Tell us a little about your background
I am originally from Italy, where I did my studies in statistics. After finishing my master’s in 2011, I moved to Australia, where I spent 3 years working for a Melbourne-based management consulting firm specialized in data and predictive analytics. The company was small but well established and we worked with a broad range of industries across the entire country. At this point data science wasn’t even a thing yet, but a lot of what I know in terms of practical data science and business I learned there.
After moving back to Europe in mid-2015, I spent most of my time in London, working with startups and helping them setting up their data science practice. I enjoyed the challenges of greenfield problems and the fast-paced environment. I also spent a year as a researcher at Eindhoven Technical University in the Netherlands, where I mostly focused on machine learning for predictive maintenance.
In your opinion what is the practice of data science and what do you believe makes a good data scientist?
There isn’t a straight forward answer to this question.
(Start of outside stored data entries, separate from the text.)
use acton_query::error::{Error as QueryError, ErrorResponse};
use acton_query::repository::{RepositoryError, RepositoryErrorKind};
use anyhow::{Context, Result};
use colored::Colorize;
use serde::de::DeserializeOwned;
use std::fs;
use std::path::Path;

pub mod format;

pub const EXIT_OK: i32 = 0;
pub const EXIT_UNEXPECTED: i32 = 1;
pub const EXIT_NOT_FOUND: i32 = 2;
pub const EXIT_INVALID_ARGUMENT: i32 = 3;

/// Read and deserialize a JSON file
pub fn read_json<T: DeserializeOwned>(path: &Path) -> Result<T> {
    let content = fs::read_to_string(path)
        .with_context(|| format!("Failed to read file: {}", path.display()))?;
    serde_json::from_str(&content)
        .with_context(|| format!("Failed to parse JSON in: {}", path.display()))
}

/// The repository error behind an anyhow chain, if any
fn repository_error(err: &anyhow::Error) -> Option<&RepositoryError> {
    if let Some(error) = err.downcast_ref::<RepositoryError>() {
        return Some(error);
    }
    err.downcast_ref::<QueryError>()
        .and_then(QueryError::as_repository)
}

/// Exit code for a failed command
pub fn exit_code(err: &anyhow::Error) -> i32 {
    match repository_error(err).map(|e| e.kind) {
        Some(RepositoryErrorKind::InvalidArgument) => EXIT_INVALID_ARGUMENT,
        Some(RepositoryErrorKind::NotFound) => EXIT_NOT_FOUND,
        _ => EXIT_UNEXPECTED,
    }
}

/// Machine-readable body for a failed command
pub fn error_response(err: &anyhow::Error) -> ErrorResponse {
    if let Some(repository) = repository_error(err) {
        return ErrorResponse::from(repository);
    }
    match err.downcast_ref::<QueryError>() {
        Some(query) => ErrorResponse::from(query),
        None => ErrorResponse::new("UNEXPECTED", format!("{:#}", err)),
    }
}

/// Print a failed command's error and return its exit code
///
/// Repository errors print their user message; the full error goes to the
/// log. Anything else prints its context chain. With `json` set the error is
/// printed to stdout as an [`ErrorResponse`] instead.
pub fn report(err: &anyhow::Error, json: bool) -> i32 {
    if json {
        if let Some(repository) = repository_error(err) {
            tracing::debug!(error = %repository, "command failed");
        }
        match serde_json::to_string_pretty(&error_response(err)) {
            Ok(body) => println!("{}", body),
            Err(e) => eprintln!("{} {}", "Error:".red().bold(), e),
        }
        return exit_code(err);
    }
    match repository_error(err) {
        Some(repository) => {
            tracing::debug!(error = %repository, "command failed");
            error(&repository.user_message());
        }
        None => {
            eprintln!("{} {}", "Error:".red().bold(), err);
            if let Some(source) = err.source() {
                eprintln!("\n{} {}", "Caused by:".yellow(), source);
            }
        }
    }
    exit_code(err)
}

/// Info message
pub fn info(message: &str) {
    println!("{} {}", "→".blue().bold(), message);
}

/// Warning message
pub fn warning(message: &str) {
    eprintln!("{} {}", "⚠".yellow().bold(), message);
}

/// Error message
pub fn error(message: &str) {
    eprintln!("{} {}", "✗".red().bold(), message);
}

/// Section header
pub fn section(title: &str) {
    println!("\n{}", title.bold().underline());
}

#[cfg(test)]
mod tests {
    use super::*;
    use acton_query::repository::RepositoryOperation;
    use std::io::Write;

    #[test]
    fn test_exit_codes() {
        let invalid = anyhow::Error::new(RepositoryError::invalid_argument(
            RepositoryOperation::BuildSpecification,
            "page",
            "must be at least 1, got 0",
        ));
        assert_eq!(exit_code(&invalid), EXIT_INVALID_ARGUMENT);

        let wrapped = anyhow::Error::new(QueryError::from(RepositoryError::unexpected(
            RepositoryOperation::ListAll,
            "disk gone",
        )));
        assert_eq!(exit_code(&wrapped), EXIT_UNEXPECTED);

        let other = anyhow::anyhow!("Failed to read file: nope.json");
        assert_eq!(exit_code(&other), EXIT_UNEXPECTED);
    }

    #[test]
    fn test_exit_code_survives_context() {
        let err = Err::<(), _>(RepositoryError::invalid_argument(
            RepositoryOperation::BuildSpecification,
            "sort",
            "unknown sort field 'colour'",
        ))
        .context("Invalid product query")
        .unwrap_err();
        assert_eq!(exit_code(&err), EXIT_INVALID_ARGUMENT);
    }

    #[test]
    fn test_error_response_for_repository_error() {
        let err = Err::<(), _>(RepositoryError::invalid_argument(
            RepositoryOperation::BuildSpecification,
            "page_size",
            "must not exceed 100, got 500",
        ))
        .context("Invalid product query")
        .unwrap_err();
        let response = error_response(&err);
        assert_eq!(response.code, "INVALID_ARGUMENT");
        assert_eq!(response.field.as_deref(), Some("page_size"));
    }

    #[test]
    fn test_error_response_hides_source_detail() {
        let err = anyhow::Error::new(RepositoryError::unexpected(
            RepositoryOperation::ListAll,
            "disk /dev/sdb1 gone",
        ));
        let response = error_response(&err);
        assert_eq!(response.code, "UNEXPECTED");
        assert!(!response.error.contains("sdb1"));
    }

    #[test]
    fn test_error_response_for_other_errors() {
        let tracing = anyhow::Error::new(QueryError::Tracing("already installed".to_string()));
        assert_eq!(error_response(&tracing).code, "TRACING_ERROR");

        let other = anyhow::anyhow!("Failed to read file: nope.json");
        let response = error_response(&other);
        assert_eq!(response.code, "UNEXPECTED");
        assert_eq!(response.error, "Failed to read file: nope.json");
        assert_eq!(exit_code(&other), EXIT_UNEXPECTED);
    }

    #[test]
    fn test_read_json() {
        let mut file = tempfile::NamedTempFile::new().unwrap();
        write!(file, r#"[{{"id": 1, "name": "Hardware"}}]"#).unwrap();
        let nodes: Vec<serde_json::Value> = read_json(file.path()).unwrap();
        assert_eq!(nodes.len(), 1);

        let err = read_json::<Vec<u8>>(Path::new("/definitely/not/here.json")).unwrap_err();
        assert!(err.to_string().contains("Failed to read file"));
    }
}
Data science is an umbrella term that covers a lot of different roles and specializations. For instance, some data scientists focus on the mathematical aspects of the job, researching solutions and building models, others are stronger coders and focus on productionizing those models. Some other roles blend with data engineering.
Most data scientists specialize in one of these areas, but have at least some understanding of the other two. It’s a very cross functional role, so the most successful people in the industry have a good mix of math and code skills. But that’s not enough. Communication is fundamental to succeed in a role that requires constant collaborations with different figures, from high-level strategic minds to software engineers.
Another skill that I think is very important, is business acumen. Understanding what the business priorities are allows a data scientist to tackle problems that have a significant impact on the company. There is a myriad of interesting problems to solve, but not all of them necessarily create value for a business. Being able to identify the ones that do is incredibly valuable.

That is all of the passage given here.